Categories
Defamation

Should Websites Be Concerned About Third Party Commentators?

Take a scroll with me; visit ESPN.com and read the latest article regarding speculation about where LeBron James should play next, or about how Richard Sherman was part of the latest scuffle to take place at an NFL minicamp. Instead of reading the content of the articles, go straight to the comment section. Typically, the comments section is reserved for those able to express articulate opinions, either agreeing with what the writer had to say above or expressing reasons as to why the author was incorrect in his story. However, at some point, you’re sure to stumble upon comments that stray from the heart of the story and start to attack the character of its subjects. In the past, such comments have typically been ignored and tossed aside as immaterial statements of the so called “cyber bully.” In this day and age, where most website comment sections are routinely linked to a user’s Facebook page, any post by a reader is able to gain traction and stay atop the comment section based upon the number of “Likes” it has acquired from like-minded observers.

As a result, it is no longer uncommon to see a post on an article at the top of the comment section that is unflattering and unfairly judgmental. Have you ever wondered why such comments are not addressed by the host site, or better yet, how the host site is able to escape liability for such defamatory statements? The answer is quite simple: the Communications Decency Act.

The Communications Decency Act – 47 USC § 230(c)(1) – states that “No provider or user of an interactive computer service shall be treated as the publisher or speaker of any information provided by another information content provider.” Therefore, any comment posted on a website istreated as the sole content and statement of the commentator, and the website is afforded immunity from the person who is the subject of the comments looking to seek action based upon the remarks. Some may say that it is the website’s responsibility to monitor the activity of its users, and therefore, the website operator should be subject to at least some responsibility for the statements found thereon. However, in the Internet age, where literally one billion people have a Facebook account, it is almost impossible for a website to continuously supervise statements posted on its site.

The Communications Decency Act’s grant of immunity is not without its limitations. If the author of the article, and not the commenter, is the source of the defamatory material, the author – and potentially his or her employer through vicarious liability – will not fall under this exception. Stated differently, if the website somehow “materially contributes” to the defamatory nature of the post placed by the commenter, the website will fall outside the grant of immunity. In order to determine whether a website has committed this act, and is therefore exempt from immunity, the Sixth Circuit has stated that “[A] material contribution to the alleged illegality of the content does not mean merely taking action that is necessary to the display of allegedly illegal content. Rather, it means being responsible for what makes the displayed content allegedly unlawful.[1]” Therefore, the website must either: (1) be the author of the statements at issue; (2) require users to post statements as a condition of using the site; or (3) expressly encourage the illegal or actionable statements in some form or fashion. If none of these circumstances are present, then the website is immune, and only the commenter can be held liable for his or her post.

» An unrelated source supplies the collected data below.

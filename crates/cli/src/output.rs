//! CLI output formatting utilities.
//!
//! Colored status lines and duration formatting for command summaries.
//! Diagnostics and stage banners go through `tracing` on stderr instead.

use std::time::Duration;

use anyhow::Context;
use clap::ValueEnum;
use owo_colors::{OwoColorize, Stream};

#[derive(Debug, Clone, Copy, Default, ValueEnum)]
pub enum OutputFormat {
  #[default]
  Text,
  Json,
}

impl OutputFormat {
  pub fn is_json(self) -> bool {
    matches!(self, OutputFormat::Json)
  }
}

pub mod symbols {
  pub const SUCCESS: &str = "✓";
  pub const ERROR: &str = "✗";
  pub const WARNING: &str = "⚠";
  pub const INFO: &str = "•";
  pub const ARROW: &str = "→";
}

/// Round to whole seconds once past a minute, to milliseconds below that.
pub fn format_duration(duration: Duration) -> String {
  let rounded = if duration.as_secs() >= 60 {
    Duration::from_secs(duration.as_secs())
  } else {
    Duration::from_millis(duration.as_millis() as u64)
  };
  humantime::format_duration(rounded).to_string()
}

pub fn print_success(message: &str) {
  println!(
    "{} {}",
    symbols::SUCCESS.if_supports_color(Stream::Stdout, |s| s.green()),
    message
  );
}

pub fn print_error(message: &str) {
  eprintln!(
    "{} {}",
    symbols::ERROR.if_supports_color(Stream::Stderr, |s| s.red()),
    message.if_supports_color(Stream::Stderr, |s| s.red())
  );
}

pub fn print_warning(message: &str) {
  eprintln!(
    "{} {}",
    symbols::WARNING.if_supports_color(Stream::Stderr, |s| s.yellow()),
    message.if_supports_color(Stream::Stderr, |s| s.yellow())
  );
}

pub fn print_info(message: &str) {
  println!(
    "{} {}",
    symbols::INFO.if_supports_color(Stream::Stdout, |s| s.blue()),
    message
  );
}

pub fn print_stat(label: &str, value: &str) {
  println!(
    "  {}: {}",
    label.if_supports_color(Stream::Stdout, |s| s.dimmed()),
    value
  );
}

pub fn print_json<T: serde::Serialize>(value: &T) -> anyhow::Result<()> {
  let json = serde_json::to_string_pretty(value).context("Failed to serialize to JSON")?;
  println!("{}", json);
  Ok(())
}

The question then is, because the comment usually links to the person’s Facebook profile (or other social network account), how come there are not more stories about the person who is the focus of the defamatory statements using the person’s profile to seek action? That answer is also simple. Usually, the subject of the statements is an entertainer or athlete who does not have the time to scour the web looking for every defamatory statement that goes against his or her personal interest. Furthermore, in the event such athlete or entertainer is a star of such magnitude as LeBron James or Richard Sherman, it is undeniable that there is at least one person on every article with a negative opinion, and the cost of litigation could reach levels even their multi-million contracts could not afford. And finally, in what is most likely the most obvious answer, athletes and entertainers have much more important things to do than concern themselves with what some person on the opposite side of the country has to say about them. It’s easy enough not to care about someone’s irrelevant opinion when you can spend your time admiring the spoils of your victories; for example, have you seen this thing?!

[1] See Jones v. Dirty World, No. 13-5946 (6th Cir. 16, 2014).